長四郎はその姿に耐え切れず、大爆笑する。
「何が、おかしいんだ? お?」
長四郎のネクタイを引っ張り上げ、ガンを飛ばす燐。
「んな事より、事件の話をするばい」
「はぁ~い」
燐はそう返事しネクタイを離し、一川警部達の方に向き直す。
「長さん達が、現時点で得られた情報を教えてもらえますか?」
絢巡査長の言葉を受け、長四郎は絢巡査長と別れてからの行動そして、夫人宅で得た情報を報告した。
「長さん達も、つけ狙われとったとね」
「そのせいで、こんな服着ている羽目になって・・・・・・」燐は下を向いて落ち込む。
「それで、この資料は正しい事実何ですか?」
「ああ、夫人から得た情報だからね」
「夫人って。あの夫人!?」
一川警部は長四郎の発言に、仰天する。
「夫人って、誰ですか?」
絢巡査長は、自分の疑問を一川警部と長四郎にぶつける。
「絢ちゃんには、説明しとらんかったかな。夫人はね」
「あのそれより、先に話を進めましょう」長四郎に促され、事件の話を進める。
「それでラモちゃんの推理で源が犯人だそうなので、俺達は源を攻めて行こうかなと」
一川警部、絢巡査長の二人にこれからの捜査方針を伝える。
「じゃあ、あたしらも源を追って捜査してみるばい」
「宜しくお願いします」
長四郎は、頭を下げる。
「絢さん達も捜査してくれるんですね」
「ラモちゃん。あの後、もう一度鑑識を入れて再捜査してみたの」
絢巡査長は長四郎の指示通り燐達と別れた後に、再度、林野が転落した事件現場のビルを訪れた。
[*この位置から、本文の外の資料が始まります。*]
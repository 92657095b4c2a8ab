//! Shared helpers for transcript search, early-window text detection and
//! bounding-box geometry.

use crate::annotations::{
    NormalizedBoundingBox, SpeechAnnotations, TextAnnotation, TextFrame, Vertex,
};
use crate::config::Config;

/// Search the speech transcript for any of `elements` or
/// `element_categories`, both over the whole video and restricted to the
/// first-seconds window (reconstructed from word timings, since only the
/// word records carry offsets).
///
/// `apply_length_condition` filters out elements shorter than 4 characters;
/// needed when elements come from text annotations, where entries are
/// sometimes a single character.
pub fn find_elements_in_transcript(
    config: &Config,
    speech: &SpeechAnnotations,
    elements: &[String],
    element_categories: &[String],
    apply_length_condition: bool,
) -> (bool, bool) {
    let mut found = false;
    let mut early_words: Vec<&str> = Vec::new();

    for transcription in &speech.speech_transcriptions {
        for alternative in &transcription.alternatives {
            if alternative.confidence < config.thresholds.confidence_threshold {
                continue;
            }
            if transcript_contains(
                elements,
                element_categories,
                &alternative.transcript,
                apply_length_condition,
            ) {
                found = true;
            }
            // Words are sorted by start offset on load
            for word in &alternative.words {
                if word.start_seconds() <= config.thresholds.early_time_seconds {
                    early_words.push(&word.word);
                }
            }
        }
    }

    let early_transcript = early_words.join(" ");
    let found_early = transcript_contains(
        elements,
        element_categories,
        &early_transcript,
        apply_length_condition,
    );

    (found, found_early)
}

fn transcript_contains(
    elements: &[String],
    element_categories: &[String],
    transcript: &str,
    apply_length_condition: bool,
) -> bool {
    let transcript = transcript.to_lowercase();
    let element_found = elements.iter().any(|element| {
        (!apply_length_condition || element.len() > 3)
            && transcript.contains(&element.to_lowercase())
    });
    element_found
        || element_categories
            .iter()
            .any(|category| transcript.contains(&category.to_lowercase()))
}

/// Whether the text annotation appears within the early time window, and
/// the first frame it was found in (for surface-area checks).
pub fn detected_text_in_first_seconds<'a>(
    config: &Config,
    annotation: &'a TextAnnotation,
) -> (bool, Option<&'a TextFrame>) {
    for segment in &annotation.segments {
        let start = segment
            .segment
            .as_ref()
            .map(|s| s.start_seconds())
            .unwrap_or(0.0);
        if start > config.thresholds.early_time_seconds {
            continue;
        }
        for frame in &segment.frames {
            if frame.time_seconds() <= config.thresholds.early_time_seconds {
                return (true, Some(frame));
            }
        }
    }
    (false, None)
}

/// Surface area of a quadrilateral given its four vertices, scaled by 100
/// to a percentage of the frame.
pub fn quad_surface_area(vertices: &[Vertex]) -> f64 {
    if vertices.len() != 4 {
        return 0.0;
    }
    let tri = |a: &Vertex, b: &Vertex| 0.5 * (a.x * b.y - b.x * a.y).abs();
    let area = tri(&vertices[0], &vertices[1])
        + tri(&vertices[1], &vertices[2])
        + tri(&vertices[2], &vertices[3])
        + tri(&vertices[3], &vertices[0]);
    area * 100.0
}

/// Fraction of the frame covered by a face bounding box. Missing edges
/// default to the full frame.
pub fn face_box_surface(bounding_box: &NormalizedBoundingBox) -> f64 {
    let left = bounding_box.left.unwrap_or(0.0);
    let right = bounding_box.right.unwrap_or(1.0);
    let top = bounding_box.top.unwrap_or(0.0);
    let bottom = bounding_box.bottom.unwrap_or(1.0);
    (right - left) * (bottom - top)
}

/// Logo bounding-box surface as a percentage of the frame. Missing edges
/// default to zero.
pub fn logo_box_surface(bounding_box: &NormalizedBoundingBox) -> f64 {
    let height = bounding_box.bottom.unwrap_or(0.0) - bounding_box.top.unwrap_or(0.0);
    let width = bounding_box.right.unwrap_or(0.0) - bounding_box.left.unwrap_or(0.0);
    height * width * 100.0
}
道中、一川警部に鑑識の手配をしていたので現場に到着すると鑑識班が待っていた。
絢巡査長は鑑識して貰いたい内容を伝え、自分自身も鑑識作業に加わる。
絢巡査長が頼んだ内容は、下足痕から被害者が辿った経路ともう一人の人間の経路の調査及びまだ発見されていない証拠品の捜索であった。
地面を這いつくばりながら一生懸命に証拠品を探す絢巡査長。
「絢ちゃん、こんな物が落ち取ったばい」
顔を上げると一川警部が、ハンカチの中にある万年筆の蓋を見せてきた。
「これ、どこで? というか、来たんですか?」
てっきり、今回は捜査に加わらずサポート役に徹するものだと思っていたからだ。
「来るよぉ~ 部下が一生懸命、頑張っとるわけやろ。只、椅子に座っているなんてあたしには出来んけん」
「一川さん・・・・・・」
少し嬉しくなる絢巡査長であったが、気を取り直して万年筆の蓋がどこに落ちていたのか聞き出す。
「それで、この証拠品はどこで見つけたんですか?」
「これはね、下の排水口の前に落ち取ったと」
「つまりは、上からの流されてきた可能性があるということですか?」
「それは、調べてみんとね。鑑識さぁ~ん」
一川警部は証拠品を集めている捜査員を呼んで、証拠品を手渡す。
「さ、手を止めとる暇はなかとよ」
「はいっ!!!」
一川警部と絢巡査長は、証拠品の捜索を再開する。
「そのおかげで、見つけたのがこいつらだってことですか」
長四郎は回収された証拠品のリストに目を通しながら、発言する。
「そう。一応、そんで、下足痕の方はまだ検証中やけん。夫人の資料のウラ取ってみて、源を任意で引っ張ってみるわ」
一川警部は、これからのアクションを3人に示す。
「じゃあ、源が自供すれば事件も解決ね」
「それはどうかな?」
燐の事件解決発言に長四郎は、不敵な笑みをうかべるのであった。